Andrew Murray ****
South
African churchman, educator, and author. Son of the Dutch Reformed Church (DRC)
minister in the then frontier town of Graaf-Reinet, South Africa, Andrew Murray
was educated in Aberdeen, Scotland, and in Utrecht, Holland. He was ordained in
the Netherlands and returned to South Africa in 1849, where he became the first
regular DRC minister north of the Orange River. His parish covered fifty
thousand square miles, and Murray's ministry required frequent long and
dangerous journeys to reach the nineteen thousand people in his charge.
After
nine years of frontier ministry Murray published his first book, Jesus the
Children's Friend, in 1858. He opened Grey College, later to become the
University of the Orange Free State, in 1859, and became its first rector. In
1860 he returned to the Cape Colony to a parish in Worchester. In 1862 he was
elected moderator of the DRC and became involved in a long theological,
political, and legal battle with liberal ministers who were attempting to wrest
control of the DRC from evangelicals like Murray.
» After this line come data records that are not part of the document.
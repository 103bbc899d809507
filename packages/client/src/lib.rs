//! Interactive command-line client for project chat rooms.

mod domain;
pub mod error;
mod formatter;
mod runner;
mod session;
mod ui;

pub use domain::ClientOptions;
pub use runner::run_client;
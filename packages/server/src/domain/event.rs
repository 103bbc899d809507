//! Events a room broadcasts to its sessions.

use super::{
    entity::ChatMessage,
    value_object::{MessageId, Timestamp, UserId},
};

/// State change fanned out to sessions after it has been applied
#[derive(Debug, Clone, PartialEq, Eq)]
pub enum RoomEvent {
    /// A message was persisted
    MessagePosted(ChatMessage),
    /// A message's content was overwritten
    MessageEdited {
        message_id: MessageId,
        content: String,
    },
    /// Someone started or stopped typing
    Typing {
        user_id: UserId,
        sender_name: String,
        is_typing: bool,
    },
    /// A batch of read receipts was recorded with one timestamp
    ReadReceiptsUpdated {
        message_ids: Vec<MessageId>,
        user_id: UserId,
        user_name: String,
        read_at: Timestamp,
    },
}
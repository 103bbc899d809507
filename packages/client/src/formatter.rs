//! Message formatting utilities for client display.

use chatroom_server::{
    domain::{MessageId, UserId},
    infrastructure::dto::{http::HistoryEntryDto, websocket::MessageDto},
};
use chatroom_shared::time::timestamp_to_rfc3339;

const RULE: &str = "------------------------------------------------------------";

/// Message formatter for client display
pub struct MessageFormatter;

fn join_ids(ids: &[MessageId]) -> String {
    ids.iter()
        .map(|id| format!("#{}", id))
        .collect::<Vec<_>>()
        .join(", ")
}

impl MessageFormatter {
    /// Format a persisted chat message
    ///
    /// # Arguments
    ///
    /// * `message` - The broadcast message
    /// * `me` - The current user, whose own messages are marked
    pub fn format_chat_message(message: &MessageDto, me: &UserId) -> String {
        let mut output = format!("\n\n{}\n", RULE);
        if let (Some(reply_to), Some(sender)) = (message.reply_to_id, &message.reply_to_sender) {
            let quoted = message.reply_to_content.as_deref().unwrap_or("");
            output.push_str(&format!("> #{} @{}: {}\n", reply_to, sender, quoted));
        }
        let me_suffix = if &message.user_id == me { " (me)" } else { "" };
        output.push_str(&format!(
            "#{} @{}{}: {}\nsent at {}\n{}\n",
            message.id,
            message.sender_name,
            me_suffix,
            message.content,
            timestamp_to_rfc3339(message.created_at),
            RULE
        ));
        output
    }

    pub fn format_message_updated(message_id: MessageId, content: &str) -> String {
        format!("\n* #{} edited: {}\n", message_id, content)
    }

    /// Format a typing indicator. Stopping to type prints nothing.
    pub fn format_typing(sender_name: &str, is_typing: bool) -> Option<String> {
        is_typing.then(|| format!("\n… {} is typing\n", sender_name))
    }

    pub fn format_read_receipt(user_name: &str, message_ids: &[MessageId], read_at: i64) -> String {
        format!(
            "\n✓ {} read {} at {}\n",
            user_name,
            join_ids(message_ids),
            timestamp_to_rfc3339(read_at)
        )
    }

    /// Format the history window returned by the room
    pub fn format_history(history: &[HistoryEntryDto], me: &UserId) -> String {
        if history.is_empty() {
            return "\n(No messages yet)\n".to_string();
        }

        let mut output = String::new();
        for entry in history {
            output.push_str(&Self::format_chat_message(&entry.message, me));
            if !entry.read_by.is_empty() {
                let readers: Vec<&str> = entry
                    .read_by
                    .iter()
                    .map(|read| read.user_name.as_str())
                    .collect();
                output.push_str(&format!("seen by {}\n", readers.join(", ")));
            }
        }
        output
    }

    pub fn format_unread(count: i64) -> String {
        format!("\n{} unread message(s)\n", count)
    }

    /// Format a binary message notification
    pub fn format_binary_message(byte_count: usize) -> String {
        format!("\n← Received {} bytes of binary data\n", byte_count)
    }

    /// Format a raw text message (when parsing fails)
    pub fn format_raw_message(text: &str) -> String {
        format!("\n← Received: {}\n", text)
    }
}
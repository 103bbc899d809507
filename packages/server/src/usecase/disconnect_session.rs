//! UseCase: セッション切断処理
//!
//! 切断時のブロードキャストは行わない（退室通知はない）。

use std::sync::Arc;

use crate::domain::{RoomState, SessionId, SessionRegistry};

/// セッション切断のユースケース
pub struct DisconnectSessionUseCase {
    registry: Arc<dyn SessionRegistry>,
}

impl DisconnectSessionUseCase {
    pub fn new(registry: Arc<dyn SessionRegistry>) -> Self {
        Self { registry }
    }

    /// セッションを登録解除し、解除後のルーム状態を返す
    ///
    /// 未登録のセッションに対しても冪等に動作する。
    pub async fn execute(&self, session_id: &SessionId) -> RoomState {
        if !self.registry.unregister(session_id).await {
            tracing::debug!("Session '{}' was not registered", session_id);
        }
        RoomState::from_session_count(self.registry.count().await)
    }
}
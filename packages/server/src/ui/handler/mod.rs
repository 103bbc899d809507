//! Request handlers.

mod http;
mod websocket;

pub use http::{get_history, get_unread_count, health_check, not_found};
pub use websocket::websocket_handler;
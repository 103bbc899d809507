//! Per-project real-time chat server.
//!
//! Clients connect to `ws://<host>:<port>/projects/<projectId>/chat`; each
//! project gets its own room backed by its own SQLite database.
//!
//! Run with:
//! ```not_rust
//! cargo run --bin chatroom-server
//! cargo run --bin chatroom-server -- --host 0.0.0.0 --port 3000 --data-dir ./data
//! ```

use std::path::PathBuf;

use chatroom_server::{
    config::{EditPolicy, RoomConfig, ServerConfig, SessionLimits, StoreRoot},
    ui::Server,
};
use chatroom_shared::logger::setup_logger;
use clap::Parser;

#[derive(Parser, Debug)]
#[command(name = "chatroom-server")]
#[command(about = "Per-project WebSocket chat rooms with SQLite history", long_about = None)]
struct Args {
    /// Host address to bind the server to
    #[arg(short = 'H', long, env = "CHATROOM_HOST", default_value = "127.0.0.1")]
    host: String,

    /// Port number to bind the server to
    #[arg(short = 'p', long, env = "CHATROOM_PORT", default_value = "8080")]
    port: u16,

    /// Directory holding one SQLite database per room
    #[arg(long, env = "CHATROOM_DATA_DIR", default_value = "data")]
    data_dir: PathBuf,

    /// Keep room databases in memory (nothing survives a restart)
    #[arg(long, env = "CHATROOM_IN_MEMORY")]
    in_memory: bool,

    /// Let any session edit any message
    #[arg(long, env = "CHATROOM_PERMISSIVE_EDITS")]
    permissive_edits: bool,

    /// Capacity of each room's command queue
    #[arg(long, env = "CHATROOM_ROOM_QUEUE", default_value = "256")]
    room_queue_capacity: usize,

    /// Capacity of each session's outbound queue
    #[arg(long, env = "CHATROOM_SESSION_QUEUE", default_value = "64")]
    session_queue_capacity: usize,

    /// Largest text frame handed to a room; larger frames are dropped
    #[arg(long, env = "CHATROOM_MAX_FRAME_BYTES", default_value = "65536")]
    max_frame_bytes: usize,

    /// Close sessions that send nothing, not even a pong, for this many seconds (0 disables)
    #[arg(long, env = "CHATROOM_IDLE_TIMEOUT_SECS", default_value = "300")]
    idle_timeout_secs: u64,
}

impl Args {
    fn into_config(self) -> ServerConfig {
        let store_root = if self.in_memory {
            StoreRoot::InMemory
        } else {
            StoreRoot::Directory(self.data_dir)
        };
        let edit_policy = if self.permissive_edits {
            EditPolicy::Permissive
        } else {
            EditPolicy::AuthorOnly
        };

        ServerConfig {
            host: self.host,
            port: self.port,
            store_root,
            room: RoomConfig {
                room_queue_capacity: self.room_queue_capacity.max(1),
                session_queue_capacity: self.session_queue_capacity.max(1),
                edit_policy,
            },
            session: SessionLimits {
                max_frame_bytes: self.max_frame_bytes,
                ..SessionLimits::default()
            }
            .with_idle_timeout_secs(self.idle_timeout_secs),
        }
    }
}

#[tokio::main]
async fn main() {
    // Initialize tracing
    setup_logger(env!("CARGO_BIN_NAME"), "info");

    let config = Args::parse().into_config();
    tracing::info!(
        "Storing rooms in {:?}, edit policy {:?}",
        config.store_root,
        config.room.edit_policy
    );

    let server = Server::new(config);
    if let Err(e) = server.run().await {
        tracing::error!("Server error: {}", e);
        std::process::exit(1);
    }
}
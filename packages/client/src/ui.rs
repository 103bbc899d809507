//! UI utilities for the client.

use std::io::Write;

/// Redisplay the prompt after receiving a message
pub fn redisplay_prompt(name: &str) {
    print!("{}> ", name);
    std::io::stdout().flush().ok();
}

/// Print a block of output and redisplay the prompt
pub fn show(output: &str, name: &str) {
    print!("{}", output);
    redisplay_prompt(name);
}
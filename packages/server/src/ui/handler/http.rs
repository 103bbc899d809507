//! HTTP API endpoint handlers.

use std::sync::Arc;

use axum::{
    Json,
    extract::{Path, State},
    http::StatusCode,
};

use crate::{
    domain::{DEFAULT_HISTORY_LIMIT, UserId},
    infrastructure::dto::http::{HistoryEntryDto, UnreadCountDto},
    ui::{room::RoomError, state::RoomContext},
};

/// Health check endpoint
pub async fn health_check() -> Json<serde_json::Value> {
    Json(serde_json::json!({"status": "ok"}))
}

pub async fn not_found() -> (StatusCode, &'static str) {
    (StatusCode::NOT_FOUND, "Not found")
}

fn status_for(error: &RoomError) -> StatusCode {
    match error {
        RoomError::StoreUnavailable(_) => StatusCode::INTERNAL_SERVER_ERROR,
        RoomError::RoomClosed => StatusCode::SERVICE_UNAVAILABLE,
    }
}

/// Latest messages of the room, oldest first, each with its read receipts
pub async fn get_history(
    State(state): State<Arc<RoomContext>>,
) -> Result<Json<Vec<HistoryEntryDto>>, StatusCode> {
    match state.room.history(DEFAULT_HISTORY_LIMIT).await {
        Ok(history) => {
            // Domain Model から DTO への変換
            Ok(Json(history.into_iter().map(HistoryEntryDto::from).collect()))
        }
        Err(e) => {
            tracing::error!(
                "Failed to load history of room {}: {}",
                state.room.project_id(),
                e
            );
            Err(status_for(&e))
        }
    }
}

pub async fn get_unread_count(
    State(state): State<Arc<RoomContext>>,
    Path(user_id): Path<String>,
) -> Result<Json<UnreadCountDto>, StatusCode> {
    let user_id = match user_id.parse::<UserId>() {
        Ok(id) => id,
        Err(_) => {
            tracing::warn!("Invalid user id in unread path: '{}'", user_id);
            return Err(StatusCode::BAD_REQUEST);
        }
    };

    match state.room.unread_count(user_id.clone()).await {
        Ok(count) => Ok(Json(UnreadCountDto { count })),
        Err(e) => {
            tracing::error!("Failed to read unread count of user {}: {}", user_id, e);
            Err(status_for(&e))
        }
    }
}
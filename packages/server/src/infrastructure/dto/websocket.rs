//! WebSocket frame DTOs.
//!
//! Every frame is a JSON object with a `type` discriminator; field names are
//! camelCase on the wire.

use serde::{Deserialize, Serialize};

use crate::domain::{MessageId, ProjectId, UserId};

/// Frames sent by clients
#[derive(Debug, Clone, PartialEq, Serialize, Deserialize)]
#[serde(tag = "type", rename_all = "snake_case", rename_all_fields = "camelCase")]
pub enum ClientFrame {
    /// Post a new message
    Message {
        project_id: ProjectId,
        user_id: UserId,
        sender_name: String,
        content: String,
        #[serde(default, skip_serializing_if = "Option::is_none")]
        reply_to_id: Option<MessageId>,
        #[serde(default, skip_serializing_if = "Option::is_none")]
        reply_to_content: Option<String>,
        #[serde(default, skip_serializing_if = "Option::is_none")]
        reply_to_sender: Option<String>,
    },
    /// Overwrite the content of an existing message
    Edit {
        message_id: MessageId,
        content: String,
    },
    /// Typing indicator; never persisted
    Typing {
        user_id: UserId,
        sender_name: String,
        is_typing: bool,
    },
    /// Mark a batch of messages as read
    MarkRead {
        user_id: UserId,
        user_name: String,
        message_ids: Vec<MessageId>,
    },
}

/// A persisted message as broadcast and as returned by the history endpoint
#[derive(Debug, Clone, PartialEq, Eq, Serialize, Deserialize)]
#[serde(rename_all = "camelCase")]
pub struct MessageDto {
    pub id: MessageId,
    pub project_id: ProjectId,
    pub user_id: UserId,
    pub sender_name: String,
    pub content: String,
    pub reply_to_id: Option<MessageId>,
    pub reply_to_content: Option<String>,
    pub reply_to_sender: Option<String>,
    pub created_at: i64,
}

/// Frames broadcast by the room
#[derive(Debug, Clone, PartialEq, Eq, Serialize, Deserialize)]
#[serde(tag = "type", rename_all = "snake_case", rename_all_fields = "camelCase")]
pub enum ServerFrame {
    Message {
        message: MessageDto,
    },
    MessageUpdated {
        message_id: MessageId,
        content: String,
    },
    Typing {
        user_id: UserId,
        sender_name: String,
        is_typing: bool,
    },
    ReadReceiptUpdate {
        message_ids: Vec<MessageId>,
        user_id: UserId,
        user_name: String,
        read_at: i64,
    },
}
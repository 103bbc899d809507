//! Session registry implementations.
//!
//! - `websocket`: bounded per-session queues drained by each socket's writer task

pub mod websocket;

pub use websocket::WebSocketSessionRegistry;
He moved to Cape Town in 1864 and to
Wellington in 1871. In 1879 Murray began what was to become the first of seven
great evangelistic tours. He toured South Africa organizing revival meetings
which were an astounding success. These activities, plus his growing stature as
a theological writer, led to his being invited to preach at the Northfield,
U.S.A., and Keswick, U.K., conventions in 1895.
Murray
was a systematic thinker who wrote over 250 books and many articles. His
best-known works are Abide in Christ (1882), Absolute Surrender (1895), and
With Christ in the School of Prayer (1885). Through his mystically inclined
theology and The Second Blessing (1891) he became associated with the
charismatic movement. His book Divine Healing (1900) increased his links with
Pentecostalism.
Throughout
his life Murray took an active role in South African society. In 1852 he helped
organize, and acted as the official interpreter for, the important Sand River
Convention, which led to the British recognition of the South African Republic
in the Transvaal. He took a keen interest in the welfare and education of
Africans and held enlightened views on the race question. One of his last
works, Godsdienst en Politiek (Religion and Politics), was a warning against
the practice of Afrikaner Nationalist politicians in promoting their political
views, which led to the development of apartheid, as "Christian
politics." Later, in the 1930s, followers of Murray were to fight a losing
battle against Nationalists in the DRC who ignored Murray's evangelical
insights and sought to reform the DRC in terms of Abraham Kuyper's neo-Calvinism.
Andrew
Murray was deeply affected by Law's
"Affectionate Address to the Clergy" and said "I do not know where to find anywhere
else the same clear and powerful statement of the truth which the Church needs
at the present day. I have tried to read or consult every book I knew of, that
treats of the work of the Holy Spirit, and no where have I met with anything
that brings the truth of our dependence on the continual leading of the Spirit,
and the assurance that that leading can be enjoyed without interruption, so
home to the heart as this teaching ...which I believe to be entirely
scriptural."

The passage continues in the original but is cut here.